From last few years Ransomware malwares are targeting Windows users Worldwide and experts predicted that it was just a matter of time until ransomware would hit mobile devices and other Desktop operating systems like Mac, iOS, Android etc.
A Few weeks back we reported about a Ransomware malware campaign which is targeting Android mobile users. Such Malware first try to trick users into downloading it and then demanding payment to restore user control of the device.
This morning reports came out that cybercriminals have targeted a large number of users of Apple's iCloud connected devices with a sophisticated Ransomware in Australia.

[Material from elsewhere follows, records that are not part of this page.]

impl std::fmt::Debug for AuthSource {
    fn fmt(&self, f: &mut std::fmt::Formatter<'_>) -> std::fmt::Result {
        match self {
            AuthSource::Password(_) => f.write_str("Password(<redacted>)"),
            AuthSource::KeyFile(path) => f.debug_tuple("KeyFile").field(path).finish(),
            AuthSource::KeyEnv(var) => f.debug_tuple("KeyEnv").field(var).finish(),
        }
    }
}

/// Resolved settings for one invocation
#[derive(Debug, Clone)]
pub struct Settings {
    pub username: String,
    pub auth: AuthSource,
    pub device_type: DeviceType,
    pub port: u16,
    pub command: Option<String>,
    pub subnet: String,
    pub output_dir: PathBuf,
    pub max_workers: usize,
    pub run: RunSettings,
    pub probe: ProbeMode,
    /// `None` when archiving is disabled
    pub archive: Option<(ArchiveFormat, PathBuf)>,
    /// `Some` when git commits are enabled
    pub git_repo: Option<PathBuf>,
    pub smtp: Option<SmtpSettings>,
    pub report_json: Option<PathBuf>,
    pub log_level: String,
}

fn duration(
    field: &str,
    cli: Option<Duration>,
    file: Option<&str>,
    default: Duration,
) -> Result<Duration> {
    match (cli, file) {
        (Some(value), _) => Ok(value),
        (None, Some(text)) => humantime::parse_duration(text)
            .wrap_err_with(|| format!("invalid duration for {field}: {text:?}")),
        (None, None) => Ok(default),
    }
}
//! Shared plumbing for codecs that drive an external archiver

use std::io::Write;
use std::path::{Path, PathBuf};

use tempfile::NamedTempFile;
use tracing::warn;

use crate::error::ArchiveError;

/// Sibling path the archiver writes to before the archive is published
pub(crate) fn partial_path(destination: &Path) -> PathBuf {
    let mut name = destination.as_os_str().to_owned();
    name.push(".partial");
    PathBuf::from(name)
}

/// Write one entry per line to a temporary list file
///
/// Archivers read `@file` lists, which keeps argv small no matter how many
/// devices were captured.
pub(crate) fn list_file<I, S>(entries: I) -> Result<NamedTempFile, ArchiveError>
where
    I: IntoIterator<Item = S>,
    S: AsRef<str>,
{
    let mut file = tempfile::Builder::new()
        .prefix("hosthoover-")
        .suffix(".lst")
        .tempfile()?;
    for entry in entries {
        writeln!(file, "{}", entry.as_ref())?;
    }
    file.flush()?;
    Ok(file)
}

/// `@<path>` argument naming a list file
pub(crate) fn list_arg(list: &NamedTempFile) -> String {
    format!("@{}", list.path().display())
}

pub(crate) async fn remove_existing(path: &Path) -> Result<(), ArchiveError> {
    match tokio::fs::remove_file(path).await {
        Ok(()) => Ok(()),
        Err(e) if e.kind() == std::io::ErrorKind::NotFound => Ok(()),
        Err(e) => Err(e.into()),
    }
}

/// Move a finished archive into place, replacing any previous one
pub(crate) async fn publish(partial: &Path, destination: &Path) -> Result<(), ArchiveError> {
    tokio::fs::rename(partial, destination).await?;
    Ok(())
}

/// Drop whatever the archiver left behind after a failure
pub(crate) async fn discard(partial: &Path) {
    if let Err(e) = remove_existing(partial).await {
        warn!(path = %partial.display(), error = %e, "could not remove partial archive");
    }
}

/// Stand-in archiver: appends the `@list` contents to the `*.partial`
/// archive argument, then exits with `status`
#[cfg(all(test, unix))]
pub(crate) fn fake_archiver(dir: &Path, status: i32) -> PathBuf {
    use std::os::unix::fs::PermissionsExt;

    let script = format!(
        "#!/bin/sh\n\
         for arg in \"$@\"; do\n\
           case \"$arg\" in\n\
             @*) list=\"${{arg#@}}\" ;;\n\
             *.partial) archive=\"$arg\" ;;\n\
           esac\n\
         done\n\
         cat \"$list\" >> \"$archive\"\n\
         exit {status}\n"
    );
    let path = dir.join(format!("fake-archiver-{status}"));
    std::fs::write(&path, script).unwrap();
    std::fs::set_permissions(&path, std::fs::Permissions::from_mode(0o755)).unwrap();
    path
}

#[cfg(test)]
mod tests {
    use super::*;

    #[test]
    fn test_partial_path_keeps_extension() {
        assert_eq!(
            partial_path(Path::new("/var/backups/hosthoover_run.7z")),
            PathBuf::from("/var/backups/hosthoover_run.7z.partial")
        );
    }

    #[test]
    fn test_list_file_has_one_entry_per_line() {
        let names: Vec<String> = (1..=3).map(|i| format!("10.0.0.{i}_20240101-120000.cfg")).collect();
        let list = list_file(&names).unwrap();

        let content = std::fs::read_to_string(list.path()).unwrap();
        assert_eq!(content.lines().collect::<Vec<_>>(), names);
        assert!(list_arg(&list).starts_with('@'));
    }
}
//! Result and connection types for device sessions

use std::fmt;
use std::sync::Arc;
use std::time::Duration;

use serde::{Deserialize, Serialize};

use crate::keys::ResolvedKey;

/// Result of a command execution
#[derive(Debug, Clone, Serialize, Deserialize)]
pub struct CommandResult {
    /// Exit status code (0 for success)
    pub status: i32,
    /// stdout output
    pub stdout: String,
    /// stderr output
    pub stderr: String,
    /// Time taken to execute
    pub duration: Duration,
}

impl CommandResult {
    /// Check if command succeeded (exit code 0)
    #[must_use]
    pub fn success(&self) -> bool {
        self.status == 0
    }

    /// Combine stdout and stderr
    #[must_use]
    pub fn combined_output(&self) -> String {
        if self.stderr.is_empty() {
            self.stdout.clone()
        } else {
            format!("{}\n{}", self.stdout, self.stderr)
        }
    }
}

/// How a session authenticates
#[derive(Clone)]
pub enum Auth {
    /// Password authentication
    Password(String),
    /// Public key authentication with a key resolved once per run
    Key(Arc<ResolvedKey>),
}

impl fmt::Debug for Auth {
    fn fmt(&self, f: &mut fmt::Formatter<'_>) -> fmt::Result {
        match self {
            Auth::Password(_) => f.write_str("Password(<redacted>)"),
            Auth::Key(key) => f.debug_tuple("Key").field(&key.path()).finish(),
        }
    }
}

/// Connection information for one device session
#[derive(Debug, Clone)]
pub struct ConnectionInfo {
    /// Host address
    pub host: String,
    /// Port (default 22)
    pub port: u16,
    /// Username
    pub user: String,
    /// Authentication material
    pub auth: Auth,
}

impl ConnectionInfo {
    /// Create new connection info on the default SSH port
    pub fn new(host: impl Into<String>, user: impl Into<String>, auth: Auth) -> Self {
        Self {
            host: host.into(),
            port: 22,
            user: user.into(),
            auth,
        }
    }

    /// Set custom port
    #[must_use]
    pub fn with_port(mut self, port: u16) -> Self {
        self.port = port;
        self
    }
}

The owners of iPhone, Mac and iPads are finding their devices locked remotely through iCloud and a message originating in Apple's find my device service that states "Device hacked by Oleg Pliss".

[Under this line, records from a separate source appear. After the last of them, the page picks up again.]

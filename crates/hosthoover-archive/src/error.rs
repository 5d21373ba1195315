//! Error types for hosthoover-archive

use thiserror::Error;

/// Errors that can occur while building an archive
#[derive(Error, Debug, Clone)]
pub enum ArchiveError {
    /// Format is unknown or its tooling is not installed
    #[error("unsupported archive format: {0}")]
    UnsupportedFormat(String),

    /// Source file to add does not exist
    #[error("source file not found: {0}")]
    SourceNotFound(String),

    /// Two sources would land on the same entry name
    #[error("duplicate archive entry: {0}")]
    DuplicateEntry(String),

    /// External archiver exited unsuccessfully
    #[error("archiver failed: {status} - {message}")]
    ToolFailed {
        /// Exit status
        status: i32,
        /// Error message
        message: String,
    },

    /// Execution error from the local executor
    #[error("execution error: {0}")]
    ExecutionError(String),

    /// Error from the zip encoder
    #[error("zip error: {0}")]
    Zip(String),

    /// I/O error
    #[error("I/O error: {0}")]
    Io(String),
}

impl From<std::io::Error> for ArchiveError {
    fn from(err: std::io::Error) -> Self {
        ArchiveError::Io(err.to_string())
    }
}
//! Version control traits

use std::path::PathBuf;

use async_trait::async_trait;

use crate::error::VcsError;

/// Result of a commit request
#[derive(Debug, Clone, PartialEq, Eq)]
pub enum CommitResult {
    /// A new commit was recorded
    Committed {
        /// Abbreviated commit id, when the backend reports one
        id: Option<String>,
    },
    /// Staged content matched the last commit
    NothingToCommit,
}

/// Records files in a version control system
#[async_trait]
pub trait Committer: Send + Sync {
    /// Stage `paths` for the next commit
    async fn stage(&self, paths: &[PathBuf]) -> Result<(), VcsError>;

    /// Commit everything staged
    async fn commit(&self, message: &str) -> Result<CommitResult, VcsError>;

    /// Short backend name, for logs
    fn backend(&self) -> &'static str;
}
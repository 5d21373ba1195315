//! Backup targets and device families

use std::fmt;
use std::net::IpAddr;
use std::str::FromStr;
use std::sync::Arc;

use hosthoover_exec::{Auth, ConnectionInfo};
use serde::ser::SerializeStruct;
use serde::{Deserialize, Serialize, Serializer};

use crate::error::CoreError;

/// Device family, which fixes the default backup command and how the
/// device names itself in its configuration
#[derive(Debug, Clone, Copy, Default, PartialEq, Eq, Hash, Serialize, Deserialize)]
#[serde(rename_all = "snake_case")]
pub enum DeviceType {
    /// Cisco IOS
    #[default]
    CiscoIos,
    /// Cisco IOS-XE
    CiscoXe,
    /// Cisco NX-OS
    CiscoNxos,
    /// Cisco ASA
    CiscoAsa,
    /// Arista EOS
    AristaEos,
    /// Juniper Junos
    JuniperJunos,
    /// Anything answering `show running-config`
    Generic,
}

impl DeviceType {
    /// Command that prints the running configuration
    #[must_use]
    pub fn backup_command(self) -> &'static str {
        match self {
            DeviceType::JuniperJunos => "show configuration | display set",
            _ => "show running-config",
        }
    }

    /// Hostname declared in a captured configuration, if any
    #[must_use]
    pub fn extract_hostname(self, config: &str) -> Option<String> {
        config.lines().map(str::trim).find_map(|line| {
            let rest = match self {
                DeviceType::JuniperJunos => line
                    .strip_prefix("set system host-name ")
                    .or_else(|| line.strip_prefix("host-name ")),
                _ => line.strip_prefix("hostname "),
            }?;
            let name = rest.trim().trim_end_matches(';').trim_matches('"');
            (!name.is_empty()).then(|| name.to_string())
        })
    }

    fn as_str(self) -> &'static str {
        match self {
            DeviceType::CiscoIos => "cisco_ios",
            DeviceType::CiscoXe => "cisco_xe",
            DeviceType::CiscoNxos => "cisco_nxos",
            DeviceType::CiscoAsa => "cisco_asa",
            DeviceType::AristaEos => "arista_eos",
            DeviceType::JuniperJunos => "juniper_junos",
            DeviceType::Generic => "generic",
        }
    }
}

impl fmt::Display for DeviceType {
    fn fmt(&self, f: &mut fmt::Formatter<'_>) -> fmt::Result {
        f.write_str(self.as_str())
    }
}

impl FromStr for DeviceType {
    type Err = CoreError;

    fn from_str(s: &str) -> Result<Self, Self::Err> {
        match s.trim().to_ascii_lowercase().replace('-', "_").as_str() {
            "cisco_ios" | "ios" => Ok(DeviceType::CiscoIos),
            "cisco_xe" | "ios_xe" => Ok(DeviceType::CiscoXe),
            "cisco_nxos" | "nxos" => Ok(DeviceType::CiscoNxos),
            "cisco_asa" | "asa" => Ok(DeviceType::CiscoAsa),
            "arista_eos" | "eos" => Ok(DeviceType::AristaEos),
            "juniper_junos" | "juniper" | "junos" => Ok(DeviceType::JuniperJunos),
            "generic" => Ok(DeviceType::Generic),
            other => Err(CoreError::ConfigError(format!("unknown device type: {other}"))),
        }
    }
}

/// Login material shared by every target of a run
#[derive(Debug, Clone)]
pub struct Credentials {
    /// Login name
    pub username: String,
    /// Password or resolved key
    pub auth: Auth,
}

impl Credentials {
    pub fn new(username: impl Into<String>, auth: Auth) -> Self {
        Self {
            username: username.into(),
            auth,
        }
    }
}

/// One device to back up. Immutable once built.
#[derive(Debug, Clone)]
pub struct Target {
    addr: IpAddr,
    port: u16,
    device_type: DeviceType,
    command: Option<String>,
    credentials: Arc<Credentials>,
}

impl Target {
    pub fn new(addr: IpAddr, device_type: DeviceType, credentials: Arc<Credentials>) -> Self {
        Self {
            addr,
            port: 22,
            device_type,
            command: None,
            credentials,
        }
    }

    #[must_use]
    pub fn with_port(mut self, port: u16) -> Self {
        self.port = port;
        self
    }

    /// Override the device family's backup command
    #[must_use]
    pub fn with_command(mut self, command: impl Into<String>) -> Self {
        self.command = Some(command.into());
        self
    }

    #[must_use]
    pub fn addr(&self) -> IpAddr {
        self.addr
    }

    #[must_use]
    pub fn port(&self) -> u16 {
        self.port
    }

    #[must_use]
    pub fn device_type(&self) -> DeviceType {
        self.device_type
    }

    /// Command executed to capture the configuration
    #[must_use]
    pub fn command(&self) -> &str {
        self.command
            .as_deref()
            .unwrap_or_else(|| self.device_type.backup_command())
    }

    #[must_use]
    pub fn credentials(&self) -> &Credentials {
        &self.credentials
    }

    /// Session parameters for this target
    #[must_use]
    pub fn connection_info(&self) -> ConnectionInfo {
        ConnectionInfo::new(
            self.addr.to_string(),
            self.credentials.username.clone(),
            self.credentials.auth.clone(),
        )
        .with_port(self.port)
    }
}

impl fmt::Display for Target {
    fn fmt(&self, f: &mut fmt::Formatter<'_>) -> fmt::Result {
        write!(f, "{}", self.addr)
    }
}

// Credentials never leave the process.
impl Serialize for Target {
    fn serialize<S: Serializer>(&self, serializer: S) -> Result<S::Ok, S::Error> {
        let mut state = serializer.serialize_struct("Target", 4)?;
        state.serialize_field("addr", &self.addr)?;
        state.serialize_field("port", &self.port)?;
        state.serialize_field("device_type", &self.device_type)?;
        state.serialize_field("command", self.command())?;
        state.end()
    }
}

/// Shared settings stamped onto every address of a subnet
#[derive(Debug, Clone)]
pub struct TargetTemplate {
    pub device_type: DeviceType,
    pub port: u16,
    pub command: Option<String>,
    pub credentials: Arc<Credentials>,
}

impl TargetTemplate {
    pub fn new(device_type: DeviceType, credentials: Credentials) -> Self {
        Self {
            device_type,
            port: 22,
            command: None,
            credentials: Arc::new(credentials),
        }
    }

    /// Build the target for one address
    #[must_use]
    pub fn target(&self, addr: IpAddr) -> Target {
        let target = Target::new(addr, self.device_type, Arc::clone(&self.credentials))
            .with_port(self.port);
        match &self.command {
            Some(command) => target.with_command(command.clone()),
            None => target,
        }
    }

    /// Build targets for every address, keeping order
    #[must_use]
    pub fn expand(&self, addrs: &[IpAddr]) -> Vec<Target> {
        addrs.iter().map(|addr| self.target(*addr)).collect()
    }
}
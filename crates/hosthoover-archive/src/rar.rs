//! RAR archives via the external `rar` tool

use std::path::{Path, PathBuf};

use async_trait::async_trait;
use hosthoover_exec::LocalExecutor;
use tracing::{error, instrument};

use crate::error::ArchiveError;
use crate::tool;
use crate::traits::{ArchiveCodec, ArchiveWriter};
use crate::types::{ArchiveFormat, EntryList};

/// RAR codec
#[derive(Debug, Clone)]
pub struct RarCodec {
    program: PathBuf,
}

impl RarCodec {
    /// Create a codec that runs `rar` from `PATH`
    #[must_use]
    pub fn new() -> Self {
        Self {
            program: PathBuf::from("rar"),
        }
    }

    /// Use a specific `rar` binary
    #[must_use]
    pub fn with_program(mut self, program: impl Into<PathBuf>) -> Self {
        self.program = program.into();
        self
    }
}

impl Default for RarCodec {
    fn default() -> Self {
        Self::new()
    }
}

#[async_trait]
impl ArchiveCodec for RarCodec {
    fn format(&self) -> ArchiveFormat {
        ArchiveFormat::Rar
    }

    async fn is_available(&self) -> bool {
        LocalExecutor::find_program(&self.program).is_some()
    }

    async fn open(&self, destination: &Path) -> Result<Box<dyn ArchiveWriter>, ArchiveError> {
        let program = LocalExecutor::find_program(&self.program)
            .ok_or_else(|| ArchiveError::UnsupportedFormat("rar (not installed)".into()))?;
        Ok(Box::new(RarWriter {
            program,
            destination: destination.to_path_buf(),
            entries: EntryList::new(),
        }))
    }
}

/// RAR archive under construction
#[derive(Debug)]
pub struct RarWriter {
    program: PathBuf,
    destination: PathBuf,
    entries: EntryList,
}

#[async_trait]
impl ArchiveWriter for RarWriter {
    fn add(&mut self, path: &Path) -> Result<(), ArchiveError> {
        self.entries.push(path)
    }

    #[instrument(skip(self), fields(destination = %self.destination.display()))]
    async fn finalize(self: Box<Self>) -> Result<PathBuf, ArchiveError> {
        let partial = tool::partial_path(&self.destination);
        tool::remove_existing(&partial).await?;

        match self.build(&partial).await {
            Ok(()) => {
                tool::publish(&partial, &self.destination).await?;
                Ok(self.destination)
            }
            Err(e) => {
                tool::discard(&partial).await;
                Err(e)
            }
        }
    }
}

impl RarWriter {
    async fn build(&self, archive: &Path) -> Result<(), ArchiveError> {
        let list = tool::list_file(
            self.entries
                .entries()
                .iter()
                .map(|(_, source)| source.to_string_lossy()),
        )?;

        // -ep drops directory components from entry names, -scfl reads the
        // list as UTF-8
        let args = [
            "a".to_string(),
            "-ep".to_string(),
            "-idq".to_string(),
            "-y".to_string(),
            "-scfl".to_string(),
            archive.to_string_lossy().to_string(),
            tool::list_arg(&list),
        ];

        let result = LocalExecutor::new()
            .run(&self.program.to_string_lossy(), &args)
            .await
            .map_err(|e| ArchiveError::ExecutionError(e.to_string()))?;

        if !result.success() {
            error!(status = result.status, stderr = %result.stderr, "rar failed");
            return Err(ArchiveError::ToolFailed {
                status: result.status,
                message: result.combined_output(),
            });
        }
        Ok(())
    }
}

One user wrote on Apple Support Forum, "I went to check my phone and there was a message on the screen (it's still there) saying that my device(s) had been hacked by 'Oleg Pliss' and he/she/they demanded $100 USD/EUR (sent by paypal to lock404(at)hotmail.com) to return them to me."
The Locked Devices are prompting to send up to US$100 to a Paypal account of the suspected hacker in order to have them unlocked. But we urge our users not to send money to the given account, as PayPal spokesman confirmed that, 'There's no PayPal account linked to hacker email addr and any customer who has sent money will be refunded'
HOW HACKERS LOCKED THE DEVICES?
This case is quite different because phones are not infected by any malicious application, but rather hackers allegedly hijacked Apple's 'Find My iPhone' feature, which allowed them to remotely lock iOS and Mac devices and send messages demanding ransom money.
It appears that Australian hackers are using compromised iCloud accounts, exposed in some recent security breaches and the hacked accounts were likely not using two-step verification. But those users who have set Passcode for a two-step verification on their Apple devices haven't fallen victim to this attack, because just account password will not be sufficient for hackers to gain device access.
Users can still recover their device by resetting the device in "recovery mode", but in this process you will lose all your apps and data stored on the device.
Apple has not yet officially commented on the issue but users are recommended to turn on two-step verification for their Apple ID with the directions available on Apple's support page.